* **Work instruction**:
The required result is a line count: how many lines in this data hold the word "crate". Give only that.

______

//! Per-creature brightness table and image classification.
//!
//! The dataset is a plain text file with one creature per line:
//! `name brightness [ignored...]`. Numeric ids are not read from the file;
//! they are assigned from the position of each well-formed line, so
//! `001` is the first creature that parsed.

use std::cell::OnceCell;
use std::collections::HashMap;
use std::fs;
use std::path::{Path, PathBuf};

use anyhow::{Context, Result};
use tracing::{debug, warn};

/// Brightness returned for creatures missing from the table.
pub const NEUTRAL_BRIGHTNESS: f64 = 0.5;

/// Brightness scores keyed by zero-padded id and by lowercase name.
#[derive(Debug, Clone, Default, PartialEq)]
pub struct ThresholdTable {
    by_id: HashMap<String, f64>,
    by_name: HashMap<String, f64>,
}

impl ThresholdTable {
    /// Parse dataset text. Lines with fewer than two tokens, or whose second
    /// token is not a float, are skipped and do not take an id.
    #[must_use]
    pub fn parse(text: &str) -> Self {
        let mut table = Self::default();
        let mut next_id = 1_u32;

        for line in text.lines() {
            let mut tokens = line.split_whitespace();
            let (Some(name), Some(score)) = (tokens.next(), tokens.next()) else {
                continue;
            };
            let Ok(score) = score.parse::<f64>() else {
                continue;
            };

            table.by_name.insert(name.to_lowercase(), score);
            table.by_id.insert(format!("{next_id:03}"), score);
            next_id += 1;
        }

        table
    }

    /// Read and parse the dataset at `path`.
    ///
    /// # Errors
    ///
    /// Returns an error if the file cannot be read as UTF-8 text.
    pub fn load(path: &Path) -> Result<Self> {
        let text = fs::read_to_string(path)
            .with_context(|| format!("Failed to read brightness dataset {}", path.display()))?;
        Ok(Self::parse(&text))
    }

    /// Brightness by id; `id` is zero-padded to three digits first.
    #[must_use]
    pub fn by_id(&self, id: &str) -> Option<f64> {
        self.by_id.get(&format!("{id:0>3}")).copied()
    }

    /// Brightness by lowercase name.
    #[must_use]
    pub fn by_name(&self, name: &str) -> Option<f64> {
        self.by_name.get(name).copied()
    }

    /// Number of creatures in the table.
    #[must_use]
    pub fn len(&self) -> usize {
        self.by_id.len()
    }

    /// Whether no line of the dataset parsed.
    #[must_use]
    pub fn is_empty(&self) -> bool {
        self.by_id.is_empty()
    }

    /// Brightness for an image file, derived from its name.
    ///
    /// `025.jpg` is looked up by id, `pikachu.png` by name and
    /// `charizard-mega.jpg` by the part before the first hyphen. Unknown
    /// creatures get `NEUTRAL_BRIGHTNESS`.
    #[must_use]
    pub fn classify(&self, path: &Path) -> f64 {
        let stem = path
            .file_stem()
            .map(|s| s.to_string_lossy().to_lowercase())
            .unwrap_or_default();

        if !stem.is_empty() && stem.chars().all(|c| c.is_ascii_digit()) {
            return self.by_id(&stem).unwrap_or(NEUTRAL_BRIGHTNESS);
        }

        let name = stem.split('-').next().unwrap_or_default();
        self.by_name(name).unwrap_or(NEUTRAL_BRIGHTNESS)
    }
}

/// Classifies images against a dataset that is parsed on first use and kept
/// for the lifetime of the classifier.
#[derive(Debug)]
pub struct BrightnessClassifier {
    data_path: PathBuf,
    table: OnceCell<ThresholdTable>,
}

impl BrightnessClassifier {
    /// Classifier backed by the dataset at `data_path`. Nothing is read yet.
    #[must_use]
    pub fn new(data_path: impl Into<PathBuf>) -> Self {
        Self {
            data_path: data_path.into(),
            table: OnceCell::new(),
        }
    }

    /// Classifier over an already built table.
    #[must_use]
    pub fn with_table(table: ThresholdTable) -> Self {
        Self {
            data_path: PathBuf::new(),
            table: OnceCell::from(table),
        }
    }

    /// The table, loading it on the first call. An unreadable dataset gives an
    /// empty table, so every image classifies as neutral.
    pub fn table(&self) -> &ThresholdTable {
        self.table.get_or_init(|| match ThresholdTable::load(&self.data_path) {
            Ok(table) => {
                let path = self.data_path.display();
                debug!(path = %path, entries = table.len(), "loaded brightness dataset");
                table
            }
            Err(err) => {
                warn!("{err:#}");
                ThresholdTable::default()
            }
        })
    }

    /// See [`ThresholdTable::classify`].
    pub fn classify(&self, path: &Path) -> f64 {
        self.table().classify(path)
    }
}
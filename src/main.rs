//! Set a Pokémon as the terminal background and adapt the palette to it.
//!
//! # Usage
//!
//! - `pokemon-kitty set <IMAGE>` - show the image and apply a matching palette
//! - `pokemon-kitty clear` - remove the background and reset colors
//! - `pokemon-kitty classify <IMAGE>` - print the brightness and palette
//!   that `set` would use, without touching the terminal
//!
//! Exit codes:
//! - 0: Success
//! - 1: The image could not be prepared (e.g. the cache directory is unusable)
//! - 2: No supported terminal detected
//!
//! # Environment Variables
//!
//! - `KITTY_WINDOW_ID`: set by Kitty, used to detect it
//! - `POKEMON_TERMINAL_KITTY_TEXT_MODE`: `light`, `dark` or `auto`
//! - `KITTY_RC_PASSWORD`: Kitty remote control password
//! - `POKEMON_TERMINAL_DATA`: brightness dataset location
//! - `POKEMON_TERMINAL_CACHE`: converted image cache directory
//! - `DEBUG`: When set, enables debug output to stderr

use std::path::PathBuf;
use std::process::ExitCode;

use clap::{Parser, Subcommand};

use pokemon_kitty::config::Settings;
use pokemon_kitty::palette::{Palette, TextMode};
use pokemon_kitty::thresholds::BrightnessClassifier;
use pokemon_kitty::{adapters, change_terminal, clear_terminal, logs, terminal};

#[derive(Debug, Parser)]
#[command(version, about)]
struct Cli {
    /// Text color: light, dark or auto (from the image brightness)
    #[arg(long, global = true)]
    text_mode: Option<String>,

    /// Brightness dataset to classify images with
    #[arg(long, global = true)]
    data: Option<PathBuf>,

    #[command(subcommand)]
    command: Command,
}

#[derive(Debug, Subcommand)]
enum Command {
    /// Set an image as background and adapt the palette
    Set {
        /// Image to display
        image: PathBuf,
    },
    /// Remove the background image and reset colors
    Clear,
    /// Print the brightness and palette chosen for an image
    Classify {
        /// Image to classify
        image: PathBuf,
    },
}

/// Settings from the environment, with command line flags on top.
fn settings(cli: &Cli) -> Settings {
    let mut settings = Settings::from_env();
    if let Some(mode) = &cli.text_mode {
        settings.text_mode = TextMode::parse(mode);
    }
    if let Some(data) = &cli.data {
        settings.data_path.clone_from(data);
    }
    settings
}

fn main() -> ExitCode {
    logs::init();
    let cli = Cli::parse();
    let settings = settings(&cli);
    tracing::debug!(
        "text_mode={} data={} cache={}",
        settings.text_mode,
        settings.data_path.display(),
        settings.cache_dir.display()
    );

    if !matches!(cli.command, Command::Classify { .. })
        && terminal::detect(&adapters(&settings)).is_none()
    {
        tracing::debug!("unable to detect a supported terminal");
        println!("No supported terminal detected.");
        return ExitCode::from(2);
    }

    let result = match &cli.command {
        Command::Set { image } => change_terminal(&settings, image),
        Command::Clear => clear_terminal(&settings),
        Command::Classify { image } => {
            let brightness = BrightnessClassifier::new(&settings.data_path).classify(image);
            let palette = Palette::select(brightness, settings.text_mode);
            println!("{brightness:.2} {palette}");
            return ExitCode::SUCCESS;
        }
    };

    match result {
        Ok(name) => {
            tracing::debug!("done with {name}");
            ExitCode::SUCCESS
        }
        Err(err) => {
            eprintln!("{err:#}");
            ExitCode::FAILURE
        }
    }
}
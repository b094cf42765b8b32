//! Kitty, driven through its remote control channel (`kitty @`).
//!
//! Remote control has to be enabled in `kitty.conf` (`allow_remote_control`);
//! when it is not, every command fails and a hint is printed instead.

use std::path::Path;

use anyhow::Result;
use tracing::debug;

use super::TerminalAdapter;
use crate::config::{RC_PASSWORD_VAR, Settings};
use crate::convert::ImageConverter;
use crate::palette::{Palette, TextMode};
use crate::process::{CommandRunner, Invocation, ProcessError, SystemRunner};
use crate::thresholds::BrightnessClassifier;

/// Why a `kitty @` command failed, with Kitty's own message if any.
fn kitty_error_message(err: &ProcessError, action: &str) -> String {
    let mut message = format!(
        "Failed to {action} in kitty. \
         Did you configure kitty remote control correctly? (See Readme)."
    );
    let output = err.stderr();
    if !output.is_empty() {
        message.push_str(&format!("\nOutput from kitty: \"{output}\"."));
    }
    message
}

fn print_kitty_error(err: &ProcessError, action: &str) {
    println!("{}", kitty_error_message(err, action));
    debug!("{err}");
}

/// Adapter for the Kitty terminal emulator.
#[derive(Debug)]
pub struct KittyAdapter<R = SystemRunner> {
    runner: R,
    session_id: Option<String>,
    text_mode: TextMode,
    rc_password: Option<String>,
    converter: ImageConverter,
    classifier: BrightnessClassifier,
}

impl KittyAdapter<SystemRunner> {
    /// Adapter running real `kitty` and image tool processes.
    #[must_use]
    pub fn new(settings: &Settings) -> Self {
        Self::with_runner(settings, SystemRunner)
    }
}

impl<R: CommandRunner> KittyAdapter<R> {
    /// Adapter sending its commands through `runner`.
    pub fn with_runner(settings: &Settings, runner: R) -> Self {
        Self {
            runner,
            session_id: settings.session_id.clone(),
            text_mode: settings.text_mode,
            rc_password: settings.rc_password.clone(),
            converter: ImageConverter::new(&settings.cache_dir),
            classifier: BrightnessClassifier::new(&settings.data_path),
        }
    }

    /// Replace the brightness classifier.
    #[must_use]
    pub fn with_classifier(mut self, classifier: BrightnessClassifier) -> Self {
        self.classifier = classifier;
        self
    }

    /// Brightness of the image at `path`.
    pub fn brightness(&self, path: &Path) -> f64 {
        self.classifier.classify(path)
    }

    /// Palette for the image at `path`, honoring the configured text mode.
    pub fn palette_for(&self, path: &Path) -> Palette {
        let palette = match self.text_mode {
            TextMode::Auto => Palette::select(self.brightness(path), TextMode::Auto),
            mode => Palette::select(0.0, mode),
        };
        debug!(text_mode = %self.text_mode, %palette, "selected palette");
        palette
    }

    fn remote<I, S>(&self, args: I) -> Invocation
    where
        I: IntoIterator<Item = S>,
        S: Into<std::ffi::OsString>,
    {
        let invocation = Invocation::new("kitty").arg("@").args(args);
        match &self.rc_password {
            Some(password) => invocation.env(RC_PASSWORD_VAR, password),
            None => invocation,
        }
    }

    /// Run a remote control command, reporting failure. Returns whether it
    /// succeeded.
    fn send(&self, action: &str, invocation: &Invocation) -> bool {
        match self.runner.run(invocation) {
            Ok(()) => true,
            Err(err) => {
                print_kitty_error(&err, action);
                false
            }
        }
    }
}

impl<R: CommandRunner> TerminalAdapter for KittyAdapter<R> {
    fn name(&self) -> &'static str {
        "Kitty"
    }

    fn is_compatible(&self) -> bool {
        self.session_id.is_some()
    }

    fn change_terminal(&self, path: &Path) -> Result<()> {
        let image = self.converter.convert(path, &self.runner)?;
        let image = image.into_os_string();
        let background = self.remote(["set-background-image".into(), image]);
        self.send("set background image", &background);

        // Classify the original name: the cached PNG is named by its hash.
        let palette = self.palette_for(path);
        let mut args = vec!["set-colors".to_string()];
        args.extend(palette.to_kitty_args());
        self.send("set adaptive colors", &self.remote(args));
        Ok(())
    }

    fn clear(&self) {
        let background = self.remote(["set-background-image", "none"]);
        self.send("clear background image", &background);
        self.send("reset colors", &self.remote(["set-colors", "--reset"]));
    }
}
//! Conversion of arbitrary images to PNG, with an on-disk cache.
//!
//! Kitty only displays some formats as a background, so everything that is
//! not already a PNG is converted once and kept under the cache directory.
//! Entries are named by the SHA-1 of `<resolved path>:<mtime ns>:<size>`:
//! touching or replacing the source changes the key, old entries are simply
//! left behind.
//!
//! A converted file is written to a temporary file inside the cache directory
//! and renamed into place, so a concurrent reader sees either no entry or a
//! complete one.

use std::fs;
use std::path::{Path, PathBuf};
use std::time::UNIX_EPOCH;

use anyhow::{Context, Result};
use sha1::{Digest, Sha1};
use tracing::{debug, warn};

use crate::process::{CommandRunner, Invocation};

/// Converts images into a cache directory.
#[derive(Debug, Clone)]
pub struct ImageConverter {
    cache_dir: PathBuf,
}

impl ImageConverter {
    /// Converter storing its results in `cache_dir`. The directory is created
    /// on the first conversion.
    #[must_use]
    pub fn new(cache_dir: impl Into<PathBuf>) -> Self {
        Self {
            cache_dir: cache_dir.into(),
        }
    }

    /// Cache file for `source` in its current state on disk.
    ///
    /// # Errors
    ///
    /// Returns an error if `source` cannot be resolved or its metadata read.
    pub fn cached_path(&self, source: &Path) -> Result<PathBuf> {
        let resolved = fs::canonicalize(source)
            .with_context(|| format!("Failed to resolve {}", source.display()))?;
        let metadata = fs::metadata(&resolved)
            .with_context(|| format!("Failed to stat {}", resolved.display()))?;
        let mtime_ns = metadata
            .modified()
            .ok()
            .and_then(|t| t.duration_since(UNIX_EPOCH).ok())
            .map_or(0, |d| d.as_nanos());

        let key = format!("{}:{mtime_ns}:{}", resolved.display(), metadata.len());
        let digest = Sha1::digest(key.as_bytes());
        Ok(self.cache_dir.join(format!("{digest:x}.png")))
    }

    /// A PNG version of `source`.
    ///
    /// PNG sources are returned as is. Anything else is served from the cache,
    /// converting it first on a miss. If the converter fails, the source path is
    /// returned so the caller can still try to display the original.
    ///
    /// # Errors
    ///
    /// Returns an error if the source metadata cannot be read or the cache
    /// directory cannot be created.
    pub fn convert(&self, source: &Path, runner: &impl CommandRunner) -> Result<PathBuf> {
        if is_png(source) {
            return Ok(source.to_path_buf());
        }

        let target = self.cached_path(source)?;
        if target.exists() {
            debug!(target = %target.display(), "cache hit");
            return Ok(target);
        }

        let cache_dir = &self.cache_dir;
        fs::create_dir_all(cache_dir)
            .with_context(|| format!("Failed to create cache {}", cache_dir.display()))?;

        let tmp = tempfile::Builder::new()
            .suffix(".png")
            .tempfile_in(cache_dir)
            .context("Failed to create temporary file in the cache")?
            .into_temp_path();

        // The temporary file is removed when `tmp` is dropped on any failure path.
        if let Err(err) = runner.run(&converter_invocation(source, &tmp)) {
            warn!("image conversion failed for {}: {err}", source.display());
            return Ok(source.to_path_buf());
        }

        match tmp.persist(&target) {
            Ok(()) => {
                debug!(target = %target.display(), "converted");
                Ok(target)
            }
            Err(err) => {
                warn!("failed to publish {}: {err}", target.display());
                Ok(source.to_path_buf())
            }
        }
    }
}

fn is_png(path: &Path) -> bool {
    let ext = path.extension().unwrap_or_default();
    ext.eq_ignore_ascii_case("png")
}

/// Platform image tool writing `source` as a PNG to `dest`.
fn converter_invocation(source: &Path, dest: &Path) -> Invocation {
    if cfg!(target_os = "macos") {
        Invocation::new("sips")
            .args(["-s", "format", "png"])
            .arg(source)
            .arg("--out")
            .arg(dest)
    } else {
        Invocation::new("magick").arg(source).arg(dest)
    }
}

______

* **Expected output**:
6